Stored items
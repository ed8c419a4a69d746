//! Error extension utilities
//!
//! Context methods that turn foreign errors into domain [`Error`]s.

use bluecore_domain::error::{Error, Result};
use std::fmt;

/// Extension trait for adding context to errors
///
/// # Example
///
/// ```ignore
/// use bluecore_infrastructure::error_ext::ErrorContext;
///
/// let content = std::fs::read_to_string(&path)
///     .with_context(|| format!("Failed to read {}", path.display()))?;
///
/// let config: AppConfig = figment.extract().config_context("Invalid configuration")?;
/// ```
pub trait ErrorContext<T> {
    /// Add context to a Result, converting the error to an I/O domain error
    fn context<C>(self, context: C) -> Result<T>
    where
        C: fmt::Display + Send + Sync + 'static;

    /// Add context with lazy evaluation for expensive context creation
    fn with_context<C, F>(self, f: F) -> Result<T>
    where
        C: fmt::Display + Send + Sync + 'static,
        F: FnOnce() -> C;

    /// Add context for configuration operations
    fn config_context<C>(self, context: C) -> Result<T>
    where
        C: fmt::Display + Send + Sync + 'static;
}

impl<T, E> ErrorContext<T> for std::result::Result<T, E>
where
    E: std::error::Error + Send + Sync + 'static,
{
    fn context<C>(self, context: C) -> Result<T>
    where
        C: fmt::Display + Send + Sync + 'static,
    {
        self.map_err(|err| Error::Io {
            message: format!("{context}: {err}"),
            source: Some(Box::new(err)),
        })
    }

    fn with_context<C, F>(self, f: F) -> Result<T>
    where
        C: fmt::Display + Send + Sync + 'static,
        F: FnOnce() -> C,
    {
        self.map_err(|err| Error::Io {
            message: format!("{}: {err}", f()),
            source: Some(Box::new(err)),
        })
    }

    fn config_context<C>(self, context: C) -> Result<T>
    where
        C: fmt::Display + Send + Sync + 'static,
    {
        self.map_err(|err| Error::Configuration {
            message: format!("{context}: {err}"),
            source: Some(Box::new(err)),
        })
    }
}
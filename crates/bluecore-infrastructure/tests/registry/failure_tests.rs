//! Unwinding after start failures and aggregation of stop failures

use crate::test_utils::{A, B, F, Probe};
use bluecore_domain::error::{Error, ErrorCategory};
use bluecore_domain::value_objects::ModuleState;
use bluecore_infrastructure::module::ModuleRegistry;

fn registry_with_abf(probe: &Probe) -> ModuleRegistry {
    let mut registry = ModuleRegistry::new();
    registry.register(A::factory(probe)).unwrap();
    registry.register(B::factory(probe)).unwrap();
    registry.register(F::factory(probe)).unwrap();
    registry
}

#[tokio::test]
async fn test_failing_start_unwinds_started_modules_in_reverse() {
    let probe = Probe::new();
    probe.fail_start("F");
    let mut registry = registry_with_abf(&probe);

    let err = registry.start_all().await.unwrap_err();
    assert_eq!(err.category(), ErrorCategory::Runtime);
    match &err {
        Error::StartFailed {
            module,
            source,
            unwind,
        } => {
            assert_eq!(module, "F");
            assert!(matches!(**source, Error::Module { .. }));
            assert!(unwind.is_empty());
        }
        other => panic!("expected start failure, got {other:?}"),
    }

    // The module that failed is never stopped
    assert_eq!(
        probe.events(),
        vec!["start A", "start B", "fail F", "stop B", "stop A"]
    );
    assert_eq!(registry.state::<A>(), Some(ModuleState::Stopped));
    assert_eq!(registry.state::<B>(), Some(ModuleState::Stopped));
    assert_eq!(registry.state::<F>(), Some(ModuleState::Stopped));
    assert!(!registry.is_running());
}

#[tokio::test]
async fn test_modules_after_the_failure_stay_declared() {
    let probe = Probe::new();
    probe.fail_start("B");
    let mut registry = registry_with_abf(&probe);

    assert!(registry.start_all().await.is_err());
    assert_eq!(probe.events(), vec!["start A", "fail B", "stop A"]);
    assert_eq!(registry.state::<F>(), Some(ModuleState::Declared));
}

#[tokio::test]
async fn test_registry_can_start_again_after_a_failed_start() {
    let probe = Probe::new();
    probe.fail_start_once("F");
    let mut registry = registry_with_abf(&probe);
    assert!(registry.start_all().await.is_err());
    assert_eq!(registry.state::<F>(), Some(ModuleState::Stopped));

    registry.start_all().await.unwrap();
    assert_eq!(registry.state::<A>(), Some(ModuleState::Started));
    assert_eq!(registry.state::<B>(), Some(ModuleState::Started));
    assert_eq!(registry.state::<F>(), Some(ModuleState::Started));
    assert_eq!(
        probe.events(),
        vec![
            "start A", "start B", "fail F", "stop B", "stop A", "start A", "start B", "start F"
        ]
    );

    registry.stop_all().await.unwrap();
}

#[tokio::test]
async fn test_unwind_stop_failures_are_reported_with_the_start_failure() {
    let probe = Probe::new();
    probe.fail_start("F").fail_stop("A");
    let mut registry = registry_with_abf(&probe);

    let err = registry.start_all().await.unwrap_err();
    let Error::StartFailed { module, unwind, .. } = &err else {
        panic!("expected start failure, got {err:?}");
    };
    assert_eq!(module, "F");
    let failed: Vec<_> = unwind.iter().map(|f| f.module.as_str()).collect();
    assert_eq!(failed, vec!["A"]);

    // B is still stopped although A's stop fails after it
    assert_eq!(
        probe.events(),
        vec!["start A", "start B", "fail F", "stop B", "stop A"]
    );
    assert_eq!(registry.state::<A>(), Some(ModuleState::Stopped));
    assert!(!registry.is_running());
}

#[tokio::test]
async fn test_stop_failures_are_aggregated_without_skipping_modules() {
    let probe = Probe::new();
    probe.fail_stop("F").fail_stop("A");
    let mut registry = registry_with_abf(&probe);
    registry.start_all().await.unwrap();

    let err = registry.stop_all().await.unwrap_err();
    let Error::ShutdownFailed { failures } = &err else {
        panic!("expected shutdown failure, got {err:?}");
    };
    let failed: Vec<_> = failures.iter().map(|f| f.module.as_str()).collect();
    assert_eq!(failed, vec!["F", "A"]);
    assert!(err.to_string().contains("2 failed module(s)"));

    assert_eq!(
        probe.events(),
        vec!["start A", "start B", "start F", "stop F", "stop B", "stop A"]
    );
    assert_eq!(registry.state::<A>(), Some(ModuleState::Stopped));
    assert_eq!(registry.state::<F>(), Some(ModuleState::Stopped));
    assert!(!registry.is_running());

    // Nothing left to stop
    registry.stop_all().await.unwrap();
}
//! Domain Value Objects
//!
//! | Value Object | Description |
//! |--------------|-------------|
//! | [`ModuleKey`] | Type-derived identity of a module |
//! | [`ModuleState`] | Lifecycle state of a registered module |
//! | [`ModuleStatus`] | Serializable registry snapshot entry |
//! | [`SubsystemStatus`] | Read-only subsystem view returned by facades |

/// Module identity and lifecycle state
pub mod module;
/// Subsystem status reported through facades
pub mod subsystem;

pub use module::{ModuleKey, ModuleState, ModuleStatus, short_type_name};
pub use subsystem::SubsystemStatus;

▶ [Task statement] Look for the word "expected". Copy out every line of the data that has it.

▶ [Reply]
        other => panic!("expected start failure, got {other:?}"),
        panic!("expected start failure, got {err:?}");
        panic!("expected shutdown failure, got {err:?}");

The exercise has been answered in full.